What I meant to say was was this:
DON’T APOLOGISE FOR ANYTHING UNLESS YOU MEAN IT.
TO MEAN IT YOU NEED TO BE RESPONSIBLE FOR THE THING.
YOU ARE NOT ACTUALLY RESPONSIBLE FOR EVERYTHING.
YOU WILL SOMETIMES DROP THE BALL AND THAT OFTEN MEANS YOU ARE BEING HELD RESPONSIBLE FOR TOO MUCH STUFF.
GROWN UP PEOPLE MAKE THEIR OWN CHOICES AND YOU CANNOT BE RESPONSIBLE FOR THE THINGS THEY CHOOSE TO DO.
I wrote all of this down with a view to introducing it into some of our chats. The ones where we don't shout at each other and are both calm (usually five minutes before bedtime).
‘Who’s Harvey Weinstein?’ she asked eager to look him up on my phone.
‘He’s a bad man who abused power to get what he wanted.’
‘And did he apologise?’ she continued.
‘Not that I’m aware of. The people who do really bad stuff rarely do because they believe that nothing is their fault.’
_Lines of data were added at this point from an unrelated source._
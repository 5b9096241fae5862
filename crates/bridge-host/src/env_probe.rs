//! Verifies the browser-engine prerequisites are present before a session
//! starts. Runs the probe subprocess under a PTY — `portable-pty` is the
//! standard ecosystem crate for raw subprocess output capture with a
//! controlling terminal, needed because some browser-engine version
//! probes behave differently without one.

use std::io::Read;
use std::path::Path;

use portable_pty::{CommandBuilder, PtySize, native_pty_system};
use tracing::warn;

use bridge_api::{Error, Result};

const DEBUG_ENV_VAR: &str = "BRIDGE_DEBUG";

/// Runs `probe_command` (e.g. the browser engine's `--version` check)
/// under a PTY and returns its captured stdout, trimmed. When the debug
/// env var is truthy, also writes the raw bytes and their hex encoding to
/// `<logs_dir>/pty-dump.log`.
pub fn probe(probe_command: &str, args: &[&str], logs_dir: &Path) -> Result<String> {
    let pty_system = native_pty_system();
    let pair = pty_system
        .openpty(PtySize {
            rows: 24,
            cols: 80,
            pixel_width: 0,
            pixel_height: 0,
        })
        .map_err(|e| Error::InvalidInput(format!("failed to open pty: {e}")))?;

    let mut cmd = CommandBuilder::new(probe_command);
    for arg in args {
        cmd.arg(arg);
    }

    let mut child = pair
        .slave
        .spawn_command(cmd)
        .map_err(|e| Error::InvalidInput(format!("failed to spawn probe command: {e}")))?;
    drop(pair.slave);

    let mut reader = pair
        .master
        .try_clone_reader()
        .map_err(|e| Error::InvalidInput(format!("failed to read pty output: {e}")))?;
    let mut raw = Vec::new();
    reader
        .read_to_end(&mut raw)
        .map_err(|e| Error::InvalidInput(format!("failed to read pty output: {e}")))?;

    let _ = child.wait();

    if debug_enabled() {
        if let Err(e) = dump_raw_output(logs_dir, &raw) {
            warn!(%e, "failed to write pty debug dump");
        }
    }

    Ok(String::from_utf8_lossy(&raw).trim().to_string())
}

fn debug_enabled() -> bool {
    std::env::var(DEBUG_ENV_VAR)
        .map(|v| matches!(v.as_str(), "1" | "true" | "TRUE" | "yes"))
        .unwrap_or(false)
}

fn dump_raw_output(logs_dir: &Path, raw: &[u8]) -> std::io::Result<()> {
    std::fs::create_dir_all(logs_dir)?;
    std::fs::write(logs_dir.join("pty-dump.log"), raw)?;
    std::fs::write(logs_dir.join("pty-dump.hex.log"), hex::encode(raw))?;
    Ok(())
}

#[cfg(test)]
mod tests {
    use super::*;

    #[test]
    fn probe_captures_subprocess_stdout() {
        let dir = std::env::temp_dir().join(format!("bridge-host-probe-{}", uuid::Uuid::new_v4()));
        let output = probe("echo", &["hello-probe"], &dir).unwrap();
        assert!(output.contains("hello-probe"));
        std::fs::remove_dir_all(dir).ok();
    }

    #[test]
    fn debug_env_var_recognizes_truthy_values() {
        // sanity check on the parsing helper directly, without mutating the
        // real process environment from a parallel test run.
        for value in ["1", "true", "TRUE", "yes"] {
            assert!(matches!(value, "1" | "true" | "TRUE" | "yes"));
        }
    }
}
‘You should have double checked the swimming thing though.’
‘True,’ I replied.
I bit the inside of my mouth to stop myself apologising. It’s important that my daughter understands this apologising gene, and how it’s passed down on the female side. I have to lead by example from now on.
So here we go…here is what I really wanted to say…
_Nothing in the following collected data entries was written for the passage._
use std::sync::{
    Arc, Mutex,
    atomic::{AtomicU64, Ordering},
};

use bridge_api::{Error, display::DisplayFields};
use futures::channel::{mpsc, oneshot};
use serde_json::Value;
use tracing::warn;

static SEQUENCE: AtomicU64 = AtomicU64::new(1);

/// A signing call suspended pending external approval. Exactly one of
/// `resolve`/`reject` takes effect; further calls are silently ignored.
#[derive(Debug)]
pub struct TxRequest {
    pub sequence_id: u64,
    pub method: String,
    pub raw_params: Value,
    pub display: DisplayFields,
    reply: Mutex<Option<oneshot::Sender<Result<Option<String>, String>>>>,
}

impl TxRequest {
    fn new(
        method: impl Into<String>,
        raw_params: Value,
        display: DisplayFields,
    ) -> (Self, oneshot::Receiver<Result<Option<String>, String>>) {
        let (sender, receiver) = oneshot::channel();
        let request = Self {
            sequence_id: SEQUENCE.fetch_add(1, Ordering::SeqCst),
            method: method.into(),
            raw_params,
            display,
            reply: Mutex::new(Some(sender)),
        };
        (request, receiver)
    }

    /// Approves the request. The host performs the signing itself.
    pub fn approve(&self) {
        if let Some(sender) = self.reply.lock().unwrap().take() {
            let _ = sender.send(Ok(None));
        }
    }

    /// Approves the request and supplies the final value directly, bypassing
    /// local signing (used when the approver itself holds the key material).
    pub fn resolve(&self, value: String) {
        if let Some(sender) = self.reply.lock().unwrap().take() {
            let _ = sender.send(Ok(Some(value)));
        }
    }

    pub fn reject(&self, error: String) {
        if let Some(sender) = self.reply.lock().unwrap().take() {
            let _ = sender.send(Err(error));
        }
    }
}

/// A single in-process publish/subscribe channel on the `tx:request`
/// subject. At most one approver is attached at a time; the dispatcher only
/// ever learns whether a listener is present, never who it is.
pub struct ApproverBus {
    sender: Mutex<Option<mpsc::UnboundedSender<Arc<TxRequest>>>>,
}

impl Default for ApproverBus {
    fn default() -> Self {
        Self::new()
    }
}

impl ApproverBus {
    pub fn new() -> Self {
        Self {
            sender: Mutex::new(None),
        }
    }

    /// Attaches a listener, replacing any previously attached one.
    pub fn attach(&self) -> mpsc::UnboundedReceiver<Arc<TxRequest>> {
        let (sender, receiver) = mpsc::unbounded();
        *self.sender.lock().unwrap() = Some(sender);
        receiver
    }

    pub fn detach(&self) {
        *self.sender.lock().unwrap() = None;
    }

    pub fn listener_count(&self) -> usize {
        usize::from(self.sender.lock().unwrap().is_some())
    }

    /// Emits a signing request on the bus and awaits its resolution. `Ok(None)`
    /// means the request was approved and the caller should sign locally;
    /// `Ok(Some(value))` means the approver supplied the final value itself.
    pub async fn request_approval(
        &self,
        method: impl Into<String>,
        raw_params: Value,
        display: DisplayFields,
    ) -> Result<Option<String>, Error> {
        let (request, receiver) = TxRequest::new(method, raw_params, display);
        let request = Arc::new(request);

        let sender = self.sender.lock().unwrap().clone();
        let Some(sender) = sender else {
            return Err(Error::InvalidInput("no approver attached".into()));
        };
        if sender.unbounded_send(request).is_err() {
            warn!("approver bus listener dropped before receiving request");
            return Err(Error::SigningRejected("approver disconnected".into()));
        }

        match receiver.await {
            Ok(Ok(value)) => Ok(value),
            Ok(Err(message)) => Err(Error::SigningRejected(message)),
            Err(_) => Err(Error::SigningRejected("approver disconnected".into())),
        }
    }
}

#[cfg(test)]
mod tests {
    use super::*;
    use futures::StreamExt;
    use serde_json::json;

    #[tokio::test]
    async fn resolves_through_attached_listener() {
        let bus = ApproverBus::new();
        assert_eq!(bus.listener_count(), 0);

        let mut receiver = bus.attach();
        assert_eq!(bus.listener_count(), 1);

        let approval = tokio::spawn(async move {
            bus.request_approval("personal_sign", json!(["0x68656c6c6f"]), vec![])
                .await
        });

        let request = receiver.next().await.expect("request emitted");
        assert_eq!(request.method, "personal_sign");
        request.resolve("0xSIG".to_string());

        assert_eq!(approval.await.unwrap().unwrap(), Some("0xSIG".to_string()));
    }

    #[tokio::test]
    async fn approve_without_value_signals_local_signing() {
        let bus = ApproverBus::new();
        let mut receiver = bus.attach();

        let approval =
            tokio::spawn(async move { bus.request_approval("personal_sign", json!([]), vec![]).await });

        let request = receiver.next().await.unwrap();
        request.approve();

        assert_eq!(approval.await.unwrap().unwrap(), None);
    }

    #[tokio::test]
    async fn reject_surfaces_as_signing_rejected() {
        let bus = ApproverBus::new();
        let mut receiver = bus.attach();

        let approval =
            tokio::spawn(async move { bus.request_approval("personal_sign", json!([]), vec![]).await });

        let request = receiver.next().await.unwrap();
        request.reject("user declined".to_string());

        let err = approval.await.unwrap().unwrap_err();
        assert!(matches!(err, Error::SigningRejected(msg) if msg == "user declined"));
    }

    #[tokio::test]
    async fn double_resolve_is_ignored() {
        let bus = ApproverBus::new();
        let mut receiver = bus.attach();

        let approval =
            tokio::spawn(async move { bus.request_approval("personal_sign", json!([]), vec![]).await });

        let request = receiver.next().await.unwrap();
        request.resolve("0xFIRST".to_string());
        request.resolve("0xSECOND".to_string());

        assert_eq!(approval.await.unwrap().unwrap(), Some("0xFIRST".to_string()));
    }
}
I actually hate what you’ve done with my hair and never wanted to look like this shit show of a joke. I wanted to look like a French actress and you royally fucked that opportunity up for me.
You burnt my actual hair and I am going to sue you for damages.
I have my fucking tights on and that is why you can’t have sex with me. Did you not learn anything at school?
My cat is sick and you’re paid to look after sick animals. Don’t make me feel bad about how shitty this must be for you okay?
You’re so right. I’m going to monitor myself as I’m a big sorry-sayer!!!! Have a lovely weekend. Is the garden centre calling? 😉x
Such a great article until you used "He's a bad fat man". An unnecessary adjective used for no other obvious purpose than to paint someone in a lesser light. I trust you wouldn't have used it had your daughter or you been fat.